Pleated types have gathered fabric at the top creating a stately tone for formal dining rooms, living rooms, and auxiliary rooms such as a library or a large entertaining room.
They hang on a traverse rod so the panels can be moved with a cord or curtain pull. Decorative rods with ornate ends and matching decorative rings add additional artistic flair to pleated curtains.
Select from the types of curtain pleats below to create the style you’re looking to achieve in your room.
A curtain with pinched pleats creates a full top header with pleats that extend down the length of the curtains. They are also referred to as French pleat or double pleat curtain tops depending on the amount of pleats that are pinched together.
These relaxed pleats are hung with either a pocket top or rings. Use decorative rings or simple rings to match your décor, as the rings are visible.
Pinched pleats are the most common type of pleats.
A single pleat has a single fold evenly spaced across the width of the curtain panel. This style doesn’t use as much material as other pleat designs as the folds are widely spaced and loosely bunched.
They can use light weight to medium weight fabrics and offer a more relaxed look compared to the double pleat.
A double pleat provides a classic look that works well in traditional design rooms. The pleat top is created by sewing two parts together to get its shape. The pleats are spaced evenly along the entire panel to create a formal style.
A triple pleat is an intricate design with fabric is pinched and folded three times. The three folds are spaced closely together throughout each panel. The look it creates is luxurious and formal. Some other names for this method is the French triple pleat or the three finger pleat.
Tailored pleat types are curtain panels with small pleats at the top created by gathering a small amount of fabric and pinning it into place. The pin is attached to rings or hooks to hang the curtains.
Tailored pleats are clean, neat, and use less fabric. These pleats are understated for windows that enhance a room instead of highlighting with curtains.
Curtains with box pleats also give off a clean, neat appearance and are pleats made with folds of fabric several inches across.
Instead of being gathered, the fabric is more of a square section that carries down the length of the curtain. This understated pleat works well in bedrooms and home offices.
Pencil pleats are long, tightly gathered folds that create a tidy, sleek pleat with a contemporary look. The folds are close and resemble a pencil from where it gets its name.
Those with pencil pleats have drapery hooks attached to the back of the pleat that are hooked onto the rod, keeping them out of sight.
Using the techniques of a pinch pleat and a pencil pleat, a gathered pleat curtain is achieved by sewing a strip of pleating tape to the very top edge of the panel and then pulling the built in cords in the tape to gather the fabric.
A gathered pleat has a free flowing top that almost appears as a frill on the bottom of a skirt. The ruffled look is customized by how tight the cords are pulled. A gathered pleat can create a fun look in a country or nautical room or a whimsical look in a child’s room.

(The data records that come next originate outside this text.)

use crate::utils::error::{Result, SajuError};

pub trait Validate {
    fn validate(&self) -> Result<()>;
}

pub fn validate_path(field_name: &str, path: &str) -> Result<()> {
    if path.trim().is_empty() {
        return Err(SajuError::ConfigValidationError {
            field: field_name.to_string(),
            message: "Path cannot be empty".to_string(),
        });
    }

    if path.contains('\0') {
        return Err(SajuError::ConfigValidationError {
            field: field_name.to_string(),
            message: "Path contains null bytes".to_string(),
        });
    }

    Ok(())
}

pub fn validate_choices(field_name: &str, values: &[String], allowed: &[&str]) -> Result<()> {
    if values.is_empty() {
        return Err(SajuError::ConfigValidationError {
            field: field_name.to_string(),
            message: format!("At least one value is required. Valid values: {}", allowed.join(", ")),
        });
    }

    for value in values {
        if !allowed.contains(&value.as_str()) {
            return Err(SajuError::ConfigValidationError {
                field: field_name.to_string(),
                message: format!(
                    "Unsupported value '{}'. Valid values: {}",
                    value,
                    allowed.join(", ")
                ),
            });
        }
    }

    Ok(())
}

/// 生辰欄位的範圍檢查，失敗時回傳 InvalidInput
pub fn validate_range<T: PartialOrd + std::fmt::Display + Copy>(
    field_name: &str,
    value: T,
    min: T,
    max: T,
) -> Result<()> {
    if value < min || value > max {
        return Err(SajuError::invalid_input(
            field_name,
            value,
            format!("Value must be between {} and {}", min, max),
        ));
    }
    Ok(())
}

/// 把字串欄位轉成整數，"1990"、" 7 " 都可以
pub fn parse_integer(field_name: &str, raw: &str) -> Result<i64> {
    raw.trim()
        .parse::<i64>()
        .map_err(|_| SajuError::invalid_input(field_name, raw, "Value is not an integer"))
}

#[cfg(test)]
mod tests {
    use super::*;

    #[test]
    fn test_validate_range() {
        assert!(validate_range("month", 1, 1, 12).is_ok());
        assert!(validate_range("month", 12, 1, 12).is_ok());
        assert!(matches!(
            validate_range("month", 13, 1, 12),
            Err(SajuError::InvalidInput { .. })
        ));
        assert!(validate_range("year", 1899, 1900, 2100).is_err());
    }

    #[test]
    fn test_parse_integer() {
        assert_eq!(parse_integer("year", " 1990 ").unwrap(), 1990);
        assert!(matches!(
            parse_integer("year", "nineteen"),
            Err(SajuError::InvalidInput { .. })
        ));
        assert!(parse_integer("day", "").is_err());
    }

    #[test]
    fn test_validate_choices() {
        let formats = vec!["csv".to_string(), "json".to_string()];
        assert!(validate_choices("output.formats", &formats, &["csv", "json"]).is_ok());

        let invalid = vec!["xml".to_string()];
        assert!(validate_choices("output.formats", &invalid, &["csv", "json"]).is_err());
        assert!(validate_choices("output.formats", &[], &["csv", "json"]).is_err());
    }

    #[test]
    fn test_validate_path() {
        assert!(validate_path("output.path", "./charts").is_ok());
        assert!(validate_path("output.path", "  ").is_err());
        assert!(validate_path("output.path", "bad\0path").is_err());
    }
}
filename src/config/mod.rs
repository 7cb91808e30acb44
#[cfg(feature = "cli")]
pub mod cli;
pub mod toml_config;

#[cfg(feature = "cli")]
pub use cli::CliConfig;
pub use toml_config::TomlConfig;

The most royal of curtain pleats is a goblet pleat. For Victorian or Georgian inspired rooms, a goblet pleat is a traditional and formal pleat great for rooms with high ceilings.
Curtains with a goblet pleat have a pleat filled with wadding or an inner lining for depth and hang on a half-circle rod that resembles a wine glass. They protrude from the wall creating a separate space for the window.
Goblet pleats hung from the ceiling above a long window, paired with crown molding create a stunning, captivating style.
Curtains, depending on the fabric used and style, include additional features that provide extra benefits. Depending on the room, location in a home, décor, and theme, features function to alleviate issues with the window or location of the window.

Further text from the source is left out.